I loved Nancy Drew, Sue Barton, Bobbsey Twins, and Hardy Boys and wanted to read every biography in the children's section of our small library. 

I also loved Little Women, Little Men, Under the Lilac Tree, and Eight Cousins by Louisa May Alcott. 

Another favorite was Penrod by Booth Tarkington.


----------



## ELOCN (Jun 13, 2004)

Penrod by Booth Tarkington! I just read this novel a few months ago. I am thinking of Sherman, Herman and Vermon! HA HA HA HA HA!


----------



## Staceyy (Jun 16, 2007)

The Betsy Tacy Series
The Bobbsey Twins Series
Pipi Longstocking Series


----------



## ELOCN (Jun 13, 2004)

Thank you to whoever mentioned "The Giving Tree" by Shel Silverstein. I just got this at the library and have read it three times and I really like it!


----------



## FarmersDaughter (Jul 8, 2008)

Where the Red Fern Grows

Bridge to Terabithia

The BFG


----------



## Cabin Fever (May 10, 2002)

At the end of the day, my teachers in the second and third grades made us put our heads down on our desk tops and close our eyes. Then, they would read to us. In those two years, my teachers read through the "Little House" series by Laura Ingalls Wilder. It was my most favorite part of the day!


----------



## ELOCN (Jun 13, 2004)

FarmersDaughter, I just read Roald Dahl's "The BFG" and really liked it! Listening to the giant talk about drinking frobscottle and then whizpopping was so funny!

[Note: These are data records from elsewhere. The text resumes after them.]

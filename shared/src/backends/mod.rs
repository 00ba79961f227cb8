cfg_if! {
    if #[cfg(target_arch = "wasm32")] {
        compile_error!("wasm targets must drive pacing through `progress_time_with` using the embedding's own frame clock; the native wall clock backend is not available.");
    } else {
        mod native;
        pub use native::WallClock;
    }
}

If anyone wants to read a wonderful dog book, read "Stone Fox" by John Reynolds Gardiner. It was published in 1980. It's about a 10-year-old boy who lives with his grandfather. The grandfather is a potato farmer. The boy has a great dog! It was in the children's section at the library, although adults enjoy it, too. It's only 81 pages. If you like dogs, you'll love this book.


----------



## glazed (Aug 19, 2006)

When I was a little girl, I was ALL ABOUT _Little House on the Prairie _(the books and the show.)

Then when I was 24, I found one of the books at a garage sale, and started reading it again ... I became hooked, and sought every single book in the series ... read them all fervently one after the other (in no particular order - just as I happened to acquire them!)

Now, fifteen years later, I picked them up and began reading them AGAIN ... fully engrossed as if reading them for the first time.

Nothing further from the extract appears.